The covalent modification of RNA molecules is a pervasive feature of all classes of RNAs and has fundamental roles in the regulation of several cellular processes. Mapping the location of RNA modifications transcriptome-wide is key to unveiling their role and dynamic behaviour, but technical limitations have often hampered these efforts. Nanopore direct RNA sequencing is a third-generation sequencing technology that allows the sequencing of native RNA molecules, thus providing a direct way to detect modifications at single-molecule resolution. Despite recent advances, the analysis of nanopore sequencing data for RNA modification detection is still a complex task that presents many challenges. Many works have addressed this task using different approaches, resulting in a large number of tools with different features and performances.
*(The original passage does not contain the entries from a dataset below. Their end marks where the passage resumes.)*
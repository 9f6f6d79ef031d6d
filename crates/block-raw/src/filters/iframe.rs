use block_html::{NodeId, Tree};

use crate::filter::{FilterContext, NodeFilter};

/// Replaces embedded frames with their address unless unfiltered HTML is
/// allowed.
#[derive(Debug, Default)]
pub struct IframeRemover;

impl NodeFilter for IframeRemover {
    fn name(&self) -> &'static str {
        "iframe"
    }

    fn apply(&self, tree: &mut Tree, node: NodeId, context: &FilterContext<'_>) {
        if context.allow_unfiltered_html || !tree.is_tag(node, "iframe") {
            return;
        }
        let src = tree.attr(node, "src").unwrap_or_default().to_string();
        let text = tree.create_text(src);
        tree.replace(node, text);
    }
}
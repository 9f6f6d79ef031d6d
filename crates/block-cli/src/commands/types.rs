//! Types command implementation

use std::io::Write;

use block_model::{BlockRegistry, BlockTypeSummary};
use colored::Colorize;

use crate::error::{CliError, Result};

/// Run the types command
pub fn run_types(out: &mut dyn Write, registry: &BlockRegistry, category: Option<&str>, json: bool) -> Result<()> {
    if let Some(category) = category {
        if !registry.categories().iter().any(|c| c.slug == category) {
            return Err(CliError::user(format!("Unknown category '{}'", category)));
        }
    }
    let types: Vec<_> = registry
        .iter()
        .filter(|block_type| category.is_none() || block_type.category.as_deref() == category)
        .collect();

    if json {
        let summaries: Vec<BlockTypeSummary<'_>> = types.iter().map(|t| BlockTypeSummary::from(*t)).collect();
        writeln!(out, "{}", serde_json::to_string_pretty(&summaries)?)?;
        return Ok(());
    }

    writeln!(out, "{}", "Block Types".bold())?;
    writeln!(out)?;
    let width = types.iter().map(|t| t.name.len()).max().unwrap_or(0);
    for block_type in &types {
        writeln!(
            out,
            "  {:<width$}  {}  {}",
            block_type.name.green(),
            block_type.title,
            format!("[{}]", block_type.category.as_deref().unwrap_or("-")).dimmed(),
            width = width
        )?;
    }
    writeln!(out)?;
    writeln!(out, "{} type(s)", types.len())?;
    Ok(())
}
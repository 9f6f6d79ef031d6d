//! The content schema of everything the registered blocks can take in.

use block_model::schema::merge_schemas;
use block_model::transform::RawTransform;
use block_model::{BlockRegistry, ContentSchema, Transform, TransformDirection, get_block_transforms, phrasing_content_schema};

/// Merges the schemas of every raw transform in the registry.
///
/// Elements of a transform with a predicate only pass when the predicate
/// accepts them. Types supporting `anchor` keep `id` on their elements.
pub fn block_content_schema(registry: &BlockRegistry) -> ContentSchema {
    get_block_transforms(registry, TransformDirection::From, None)
        .into_iter()
        .filter_map(|named| match named.transform {
            Transform::Raw(raw) => Some(transform_schema(registry, named.block_name, raw)),
            _ => None,
        })
        .fold(ContentSchema::new(), merge_schemas)
}

fn transform_schema(registry: &BlockRegistry, block_name: &str, raw: &RawTransform) -> ContentSchema {
    let has_anchor = registry
        .get(block_name)
        .is_some_and(|block_type| block_type.supports("anchor", false));
    if !has_anchor && raw.is_match.is_none() {
        return raw.schema.clone();
    }
    raw.schema
        .iter()
        .map(|(tag, node)| {
            let mut node = node.clone();
            if has_anchor && !node.attributes.iter().any(|a| a == "id") {
                node.attributes.push("id".to_string());
            }
            node.is_match = raw.is_match.clone();
            (tag.clone(), node)
        })
        .collect()
}

/// Block content plus top-level phrasing content, which is wrapped in
/// paragraphs after cleaning.
pub fn paste_schema(block_schema: &ContentSchema) -> ContentSchema {
    merge_schemas(block_schema.clone(), phrasing_content_schema(true))
}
Here we review the diverse approaches proposed so far and outline the principles underlying currently available algorithms.

摘要

RNA 分子的共价修饰是所有类别 RNA 的普遍特征，并且在多种细胞过程的调节中具有基本作用。绘制转录组范围内 RNA 修饰的位置是揭示其作用和动态行为的关键，但技术限制往往阻碍了这些努力。纳米孔直接RNA测序是第三代测序技术，可以对天然RNA分子进行测序，从而提供了一种以单分子分辨率检测修饰的直接方法。尽管最近取得了进展，但用于 RNA 修饰检测的纳米孔测序数据分析仍然是一项复杂的任务，带来了许多挑战。许多工作使用不同的方法来解决此任务，从而产生了大量具有不同功能和性能的工具。在这里，我们回顾了迄今为止提出的各种方法，并概述了当前可用算法的原理。